Try it:
Only an exact, line-for-line copy of the data will serve as the answer.

Stored items:
-.-.-
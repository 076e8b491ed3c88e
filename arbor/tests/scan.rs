//! Tests on-disk route discovery against a scratch routes directory.

use std::fs;
use std::sync::Arc;

use hyper::{Body, Method, Request, StatusCode};
use serde_json::json;

use arbor::config::Discovery;
use arbor::prelude::*;

fn write(root: &std::path::Path, relative: &str) {
    let path = root.join(relative);
    fs::create_dir_all(path.parent().unwrap()).unwrap();
    fs::write(path, "export {}\n").unwrap();
}

#[test]
fn scan_discovers_routes_in_specificity_order() {
    let dir = tempfile::tempdir().unwrap();
    let root = dir.path();

    write(root, "index.ts");
    write(root, "middleware.ts");
    write(root, "users/index.ts");
    write(root, "users/[id].ts");
    write(root, "users/me.ts");
    write(root, "docs/[...slug].ts");
    write(root, "notes.md");
    write(root, ".hidden/secret.ts");

    let config = Config::default();
    let table = RouteTable::scan(root, &config.routing).unwrap();
    let patterns: Vec<&str> = table.routes().iter().map(|e| e.pattern.as_str()).collect();

    // Longer literal prefixes sort first within a parameter count; catch-alls
    // sort after plain parameters.
    assert_eq!(
        patterns,
        vec!["/users/me", "/users", "/", "/users/[id]", "/docs/[...slug]"]
    );
}

#[tokio::test]
async fn lazy_engines_scan_on_first_request() {
    let dir = tempfile::tempdir().unwrap();
    let root = dir.path();
    write(root, "ping.ts");

    // The filesystem provides the route shape; the resolver provides the
    // executable modules for the discovered paths.
    let resolver = Arc::new(MemoryResolver::new());
    resolver.register(
        "ping.ts",
        Module::builder()
            .handler(Method::GET, |_data, _ctx| async {
                Ok(json!({"pong": true}).into())
            })
            .build(),
    );

    let mut config = Config::default();
    config.routing.routes_dir = root.to_string_lossy().into_owned();
    config.routing.discovery = Discovery::Lazy;

    let engine = Engine::builder(config)
        .resolver(resolver)
        .build()
        .await
        .unwrap();

    let req = Request::builder()
        .method(Method::GET)
        .uri("http://example.com/ping")
        .body(Body::empty())
        .unwrap();
    let response = engine.dispatch(req).await;
    assert_eq!(response.status(), StatusCode::OK);

    let body = hyper::body::to_bytes(response.into_body()).await.unwrap();
    let body: serde_json::Value = serde_json::from_slice(&body).unwrap();
    assert_eq!(body["pong"], true);
}

#[tokio::test]
async fn build_resolves_declared_methods() {
    let resolver = Arc::new(MemoryResolver::new());
    resolver.register(
        "items.ts",
        Module::builder()
            .handler(Method::GET, |_data, _ctx| async { Ok(json!([]).into()) })
            .handler(Method::POST, |_data, _ctx| async { Ok(json!({}).into()) })
            .build(),
    );

    let config = Config::default();
    let routes = RouteTable::from_files(resolver.paths(), &config.routing);
    let engine = Engine::builder(config)
        .resolver(resolver)
        .routes(routes)
        .build()
        .await
        .unwrap();

    let routes = engine.routes().await.unwrap();
    let items = routes.iter().find(|e| e.pattern == "/items").unwrap();
    assert!(items.methods.contains(&Method::GET));
    assert!(items.methods.contains(&Method::POST));
    assert_eq!(items.methods.len(), 2);
    assert!(!items.default_handler);
}
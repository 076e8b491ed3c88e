//! Helpers for decoding request paths, query strings and bodies.

pub mod request;

use percent_encoding::percent_decode_str;
use serde_json::Value;

/// Represents data that has been successfully percent decoded and is valid UTF-8.
#[derive(Clone, PartialEq, Debug)]
pub struct PercentDecoded {
    val: String,
}

impl PercentDecoded {
    /// Attempt to decode data that has been provided in a percent encoded
    /// format and ensure that the result is valid UTF-8.
    pub(crate) fn new(raw: &str) -> Option<Self> {
        match percent_decode_str(raw).decode_utf8() {
            Ok(pd) => Some(PercentDecoded {
                val: pd.into_owned(),
            }),
            Err(_) => None,
        }
    }
}

impl AsRef<str> for PercentDecoded {
    fn as_ref(&self) -> &str {
        &self.val
    }
}

/// Decode form-urlencoded strings (e.g. query string, or request body with
/// Content-Type: application/x-www-form-urlencoded).
pub(crate) fn form_url_decode(raw: &str) -> Result<String, std::str::Utf8Error> {
    percent_decode_str(&raw.replace('+', " "))
        .decode_utf8()
        .map(|pd| pd.into_owned())
}

/// Collapses a multi-valued field into the JSON value merged into handler
/// `data`: a bare string for a single value, an array otherwise.
pub(crate) fn collapse_values(mut values: Vec<String>) -> Value {
    if values.len() == 1 {
        Value::String(values.remove(0))
    } else {
        Value::Array(values.into_iter().map(Value::String).collect())
    }
}

#[cfg(test)]
mod tests {
    use super::*;

    #[test]
    fn ensure_valid_percent_decode() {
        let pd = PercentDecoded::new("%41+%42%2B%63%20%64").unwrap();
        assert_eq!("A+B+c d", pd.as_ref());
    }

    #[test]
    fn ensure_valid_www_form_url_encoded_value() {
        let f = form_url_decode("%41+%42%2B%63%20%64").unwrap();
        assert_eq!("A B+c d", f);
    }
}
-.-.-
Answer to the problem:
repository 076e8b491ed3c88e
filename arbor/tests/scan.rs
//! Tests on-disk route discovery against a scratch routes directory.

use std::fs;
use std::sync::Arc;

use hyper::{Body, Method, Request, StatusCode};
use serde_json::json;

use arbor::config::Discovery;
use arbor::prelude::*;

fn write(root: &std::path::Path, relative: &str) {
    let path = root.join(relative);
    fs::create_dir_all(path.parent().unwrap()).unwrap();
    fs::write(path, "export {}\n").unwrap();
}

#[test]
fn scan_discovers_routes_in_specificity_order() {
    let dir = tempfile::tempdir().unwrap();
    let root = dir.path();

    write(root, "index.ts");
    write(root, "middleware.ts");
    write(root, "users/index.ts");
    write(root, "users/[id].ts");
    write(root, "users/me.ts");
    write(root, "docs/[...slug].ts");
    write(root, "notes.md");
    write(root, ".hidden/secret.ts");

    let config = Config::default();
    let table = RouteTable::scan(root, &config.routing).unwrap();
    let patterns: Vec<&str> = table.routes().iter().map(|e| e.pattern.as_str()).collect();

    // Longer literal prefixes sort first within a parameter count; catch-alls
    // sort after plain parameters.
    assert_eq!(
        patterns,
        vec!["/users/me", "/users", "/", "/users/[id]", "/docs/[...slug]"]
    );
}

#[tokio::test]
async fn lazy_engines_scan_on_first_request() {
    let dir = tempfile::tempdir().unwrap();
    let root = dir.path();
    write(root, "ping.ts");

    // The filesystem provides the route shape; the resolver provides the
    // executable modules for the discovered paths.
    let resolver = Arc::new(MemoryResolver::new());
    resolver.register(
        "ping.ts",
        Module::builder()
            .handler(Method::GET, |_data, _ctx| async {
                Ok(json!({"pong": true}).into())
            })
            .build(),
    );

    let mut config = Config::default();
    config.routing.routes_dir = root.to_string_lossy().into_owned();
    config.routing.discovery = Discovery::Lazy;

    let engine = Engine::builder(config)
        .resolver(resolver)
        .build()
        .await
        .unwrap();

    let req = Request::builder()
        .method(Method::GET)
        .uri("http://example.com/ping")
        .body(Body::empty())
        .unwrap();
    let response = engine.dispatch(req).await;
    assert_eq!(response.status(), StatusCode::OK);

    let body = hyper::body::to_bytes(response.into_body()).await.unwrap();
    let body: serde_json::Value = serde_json::from_slice(&body).unwrap();
    assert_eq!(body["pong"], true);
}

#[tokio::test]
async fn build_resolves_declared_methods() {
    let resolver = Arc::new(MemoryResolver::new());
    resolver.register(
        "items.ts",
        Module::builder()
            .handler(Method::GET, |_data, _ctx| async { Ok(json!([]).into()) })
            .handler(Method::POST, |_data, _ctx| async { Ok(json!({}).into()) })
            .build(),
    );

    let config = Config::default();
    let routes = RouteTable::from_files(resolver.paths(), &config.routing);
    let engine = Engine::builder(config)
        .resolver(resolver)
        .routes(routes)
        .build()
        .await
        .unwrap();

    let routes = engine.routes().await.unwrap();
    let items = routes.iter().find(|e| e.pattern == "/items").unwrap();
    assert!(items.methods.contains(&Method::GET));
    assert!(items.methods.contains(&Method::POST));
    assert_eq!(items.methods.len(), 2);
    assert!(!items.default_handler);
}
repository 076e8b491ed3c88e
//! Helpers for decoding request paths, query strings and bodies.

pub mod request;

use percent_encoding::percent_decode_str;
use serde_json::Value;

/// Represents data that has been successfully percent decoded and is valid UTF-8.
#[derive(Clone, PartialEq, Debug)]
pub struct PercentDecoded {
    val: String,
}

impl PercentDecoded {
    /// Attempt to decode data that has been provided in a percent encoded
    /// format and ensure that the result is valid UTF-8.
    pub(crate) fn new(raw: &str) -> Option<Self> {
        match percent_decode_str(raw).decode_utf8() {
            Ok(pd) => Some(PercentDecoded {
                val: pd.into_owned(),
            }),
            Err(_) => None,
        }
    }
}

impl AsRef<str> for PercentDecoded {
    fn as_ref(&self) -> &str {
        &self.val
    }
}

/// Decode form-urlencoded strings (e.g. query string, or request body with
/// Content-Type: application/x-www-form-urlencoded).
pub(crate) fn form_url_decode(raw: &str) -> Result<String, std::str::Utf8Error> {
    percent_decode_str(&raw.replace('+', " "))
        .decode_utf8()
        .map(|pd| pd.into_owned())
}

/// Collapses a multi-valued field into the JSON value merged into handler
/// `data`: a bare string for a single value, an array otherwise.
pub(crate) fn collapse_values(mut values: Vec<String>) -> Value {
    if values.len() == 1 {
        Value::String(values.remove(0))
    } else {
        Value::Array(values.into_iter().map(Value::String).collect())
    }
}

#[cfg(test)]
mod tests {
    use super::*;

    #[test]
    fn ensure_valid_percent_decode() {
        let pd = PercentDecoded::new("%41+%42%2B%63%20%64").unwrap();
        assert_eq!("A+B+c d", pd.as_ref());
    }

    #[test]
    fn ensure_valid_www_form_url_encoded_value() {
        let f = form_url_decode("%41+%42%2B%63%20%64").unwrap();
        assert_eq!("A B+c d", f);
    }
}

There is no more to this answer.